Dataset entries:
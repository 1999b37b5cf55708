//! gridshift.toml configuration parser.
//!
//! Every section is optional; omitted sections fall back to defaults that
//! reproduce the four-region UK topology.

use std::collections::HashSet;
use std::path::{Path, PathBuf};
use std::time::Duration;

use serde::{Deserialize, Serialize};
use thiserror::Error;

use crate::scoring::ScoringWeights;

/// Errors raised while loading or validating configuration.
#[derive(Debug, Error)]
pub enum ConfigError {
    #[error("failed to read {path}: {source}")]
    Read {
        path: PathBuf,
        #[source]
        source: std::io::Error,
    },

    #[error("failed to parse config: {0}")]
    Parse(#[from] toml::de::Error),

    #[error("failed to serialize config: {0}")]
    Serialize(#[from] toml::ser::Error),

    #[error("invalid config: {0}")]
    Invalid(String),
}

pub type ConfigResult<T> = Result<T, ConfigError>;

#[derive(Debug, Clone, Serialize, Deserialize, PartialEq)]
#[serde(default)]
pub struct GridConfig {
    pub scheduler: SchedulerSettings,
    pub scoring: ScoringWeights,
    pub reservation: ReservationSettings,
    pub simulation: SimulationSettings,
    pub regions: Vec<RegionConfig>,
}

#[derive(Debug, Clone, Serialize, Deserialize, PartialEq)]
#[serde(default)]
pub struct SchedulerSettings {
    /// Regions refuse to reserve a slot scoring above this ceiling.
    pub cost_threshold: f64,
    /// Executors priced above this (GBP/kWh) shed their running jobs.
    pub spike_price_threshold: f64,
    /// Length cap of a region's `lowest_cost_options`.
    pub max_cost_options: usize,
    /// Capacity of the scheduler's event ring buffer.
    pub log_capacity: usize,
    /// Number of log entries returned with a status snapshot.
    pub status_log_tail: usize,
    /// How long a discovery snapshot may be reused.
    pub discovery_ttl_secs: u64,
}

impl Default for SchedulerSettings {
    fn default() -> Self {
        Self {
            cost_threshold: 70.0,
            spike_price_threshold: 0.30,
            max_cost_options: 50,
            log_capacity: 500,
            status_log_tail: 20,
            discovery_ttl_secs: 300,
        }
    }
}

impl SchedulerSettings {
    pub fn discovery_ttl(&self) -> chrono::Duration {
        i64::try_from(self.discovery_ttl_secs)
            .ok()
            .and_then(chrono::Duration::try_seconds)
            .unwrap_or(chrono::Duration::MAX)
    }
}

#[derive(Debug, Clone, Serialize, Deserialize, PartialEq)]
#[serde(default)]
pub struct ReservationSettings {
    /// Buyer identity presented to providers on `select`.
    pub buyer_id: String,
    /// Budget for any single provider call.
    pub timeout_ms: u64,
    /// Free-text discovery query.
    pub discovery_query: String,
}

impl Default for ReservationSettings {
    fn default() -> Self {
        Self {
            buyer_id: "gridshift-global".to_string(),
            timeout_ms: 5_000,
            discovery_query: "Grid flexibility windows".to_string(),
        }
    }
}

impl ReservationSettings {
    pub fn timeout(&self) -> Duration {
        Duration::from_millis(self.timeout_ms)
    }
}

#[derive(Debug, Clone, Serialize, Deserialize, PartialEq)]
#[serde(default)]
pub struct SimulationSettings {
    /// Simulated time advanced per tick.
    pub tick_minutes: u32,
    /// Wall-clock pause between ticks.
    pub tick_interval_ms: u64,
    /// Chance that a tick brings new jobs.
    pub job_arrival_probability: f64,
    pub max_jobs_per_tick: u32,
    /// Chance per tick that a running job finishes early.
    pub completion_probability: f64,
    /// Fixes every random draw when set.
    pub seed: Option<u64>,
}

impl Default for SimulationSettings {
    fn default() -> Self {
        Self {
            tick_minutes: 15,
            tick_interval_ms: 2_000,
            job_arrival_probability: 0.5,
            max_jobs_per_tick: 5,
            completion_probability: 0.1,
            seed: None,
        }
    }
}

#[derive(Debug, Clone, Serialize, Deserialize, PartialEq)]
pub struct RegionConfig {
    pub name: String,
    #[serde(default)]
    pub executors: Vec<ExecutorConfig>,
}

#[derive(Debug, Clone, Serialize, Deserialize, PartialEq)]
pub struct ExecutorConfig {
    pub name: String,
    /// Location key passed to the energy source.
    pub location: String,
    pub capacity: u32,
}

impl Default for GridConfig {
    fn default() -> Self {
        let topology: [(&str, [&str; 3]); 4] = [
            ("London", ["London Central", "London West", "London East"]),
            ("North", ["Manchester", "Leeds", "Liverpool"]),
            ("Scotland", ["Edinburgh", "Glasgow", "Aberdeen"]),
            ("South West", ["Bristol", "Cardiff", "Exeter"]),
        ];

        let regions = topology
            .iter()
            .map(|(region, cities)| RegionConfig {
                name: region.to_string(),
                executors: cities
                    .iter()
                    .map(|city| ExecutorConfig {
                        name: format!("{city} Node"),
                        location: region.to_string(),
                        capacity: 4,
                    })
                    .collect(),
            })
            .collect();

        Self {
            scheduler: SchedulerSettings::default(),
            scoring: ScoringWeights::default(),
            reservation: ReservationSettings::default(),
            simulation: SimulationSettings::default(),
            regions,
        }
    }
}

impl GridConfig {
    pub fn from_file(path: &Path) -> ConfigResult<Self> {
        let content = std::fs::read_to_string(path).map_err(|source| ConfigError::Read {
            path: path.to_path_buf(),
            source,
        })?;
        Self::from_toml_str(&content)
    }

    /// Parse and validate.
    pub fn from_toml_str(content: &str) -> ConfigResult<Self> {
        let config: GridConfig = toml::from_str(content)?;
        config.validate()?;
        Ok(config)
    }

    pub fn to_toml_string(&self) -> ConfigResult<String> {
        Ok(toml::to_string_pretty(self)?)
    }

    pub fn validate(&self) -> ConfigResult<()> {
        let s = &self.scheduler;
        if !(0.0..=100.0).contains(&s.cost_threshold) {
            return Err(invalid(format!(
                "scheduler.cost_threshold must be within 0..=100, got {}",
                s.cost_threshold
            )));
        }
        if s.spike_price_threshold.is_nan() || s.spike_price_threshold <= 0.0 {
            return Err(invalid("scheduler.spike_price_threshold must be positive"));
        }
        if s.max_cost_options == 0 || s.log_capacity == 0 {
            return Err(invalid(
                "scheduler.max_cost_options and scheduler.log_capacity must be non-zero",
            ));
        }

        let sim = &self.simulation;
        if sim.tick_minutes == 0 || sim.max_jobs_per_tick == 0 {
            return Err(invalid(
                "simulation.tick_minutes and simulation.max_jobs_per_tick must be non-zero",
            ));
        }
        for (key, p) in [
            ("job_arrival_probability", sim.job_arrival_probability),
            ("completion_probability", sim.completion_probability),
        ] {
            if !(0.0..=1.0).contains(&p) {
                return Err(invalid(format!("simulation.{key} must be within 0..=1, got {p}")));
            }
        }

        let mut region_names = HashSet::new();
        let mut executor_names = HashSet::new();
        for region in &self.regions {
            if region.name.trim().is_empty() {
                return Err(invalid("region name must not be empty"));
            }
            if !region_names.insert(region.name.as_str()) {
                return Err(invalid(format!("duplicate region '{}'", region.name)));
            }
            for executor in &region.executors {
                if executor.name.trim().is_empty() {
                    return Err(invalid(format!(
                        "executor in region '{}' has an empty name",
                        region.name
                    )));
                }
                if executor.capacity == 0 {
                    return Err(invalid(format!(
                        "executor '{}' must have non-zero capacity",
                        executor.name
                    )));
                }
                if !executor_names.insert(executor.name.as_str()) {
                    return Err(invalid(format!("duplicate executor '{}'", executor.name)));
                }
            }
        }

        Ok(())
    }
}

fn invalid(msg: impl Into<String>) -> ConfigError {
    ConfigError::Invalid(msg.into())
}

#[cfg(test)]
mod tests {
    use super::*;
    use std::io::Write;

    #[test]
    fn default_topology_is_valid() {
        let config = GridConfig::default();
        config.validate().unwrap();
        assert_eq!(config.regions.len(), 4);
        assert!(config.regions.iter().all(|r| r.executors.len() == 3));
        assert_eq!(config.regions[0].executors[0].name, "London Central Node");
    }

    #[test]
    fn empty_file_yields_defaults() {
        let config = GridConfig::from_toml_str("").unwrap();
        assert_eq!(config, GridConfig::default());
    }

    #[test]
    fn partial_sections_keep_other_defaults() {
        let config = GridConfig::from_toml_str(
            r#"
[scheduler]
cost_threshold = 60.0

[[regions]]
name = "Test"

[[regions.executors]]
name = "A"
location = "Test"
capacity = 2
"#,
        )
        .unwrap();

        assert_eq!(config.scheduler.cost_threshold, 60.0);
        assert_eq!(config.scheduler.spike_price_threshold, 0.30);
        assert_eq!(config.scoring, ScoringWeights::default());
        assert_eq!(config.regions.len(), 1);
        assert_eq!(config.regions[0].executors[0].capacity, 2);
    }

    #[test]
    fn round_trips_through_toml() {
        let config = GridConfig::default();
        let text = config.to_toml_string().unwrap();
        assert!(text.contains("cost_threshold"));
        assert_eq!(GridConfig::from_toml_str(&text).unwrap(), config);
    }

    #[test]
    fn rejects_duplicate_executor_names() {
        let err = GridConfig::from_toml_str(
            r#"
[[regions]]
name = "A"
executors = [{ name = "X", location = "A", capacity = 1 }]

[[regions]]
name = "B"
executors = [{ name = "X", location = "B", capacity = 1 }]
"#,
        )
        .unwrap_err();
        assert!(matches!(err, ConfigError::Invalid(msg) if msg.contains("duplicate executor")));
    }

    #[test]
    fn rejects_zero_capacity_and_bad_threshold() {
        let zero = GridConfig::from_toml_str(
            r#"
[[regions]]
name = "A"
executors = [{ name = "X", location = "A", capacity = 0 }]
"#,
        );
        assert!(matches!(zero, Err(ConfigError::Invalid(_))));

        let threshold = GridConfig::from_toml_str("[scheduler]\ncost_threshold = 150.0\n");
        assert!(matches!(threshold, Err(ConfigError::Invalid(_))));
    }

    #[test]
    fn from_file_reads_and_reports_missing_path() {
        let mut file = tempfile::NamedTempFile::new().unwrap();
        writeln!(file, "[simulation]\nseed = 7").unwrap();
        let config = GridConfig::from_file(file.path()).unwrap();
        assert_eq!(config.simulation.seed, Some(7));

        let missing = GridConfig::from_file(Path::new("/nonexistent/gridshift.toml"));
        assert!(matches!(missing, Err(ConfigError::Read { .. })));
    }

    #[test]
    fn malformed_toml_is_a_parse_error() {
        let err = GridConfig::from_toml_str("[scheduler\n").unwrap_err();
        assert!(matches!(err, ConfigError::Parse(_)));
    }
}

__EXERCISE__: Whenever a line holds "Central", it counts; state the total for the records and add nothing.

__REPLY TO THE EXERCISE__: 2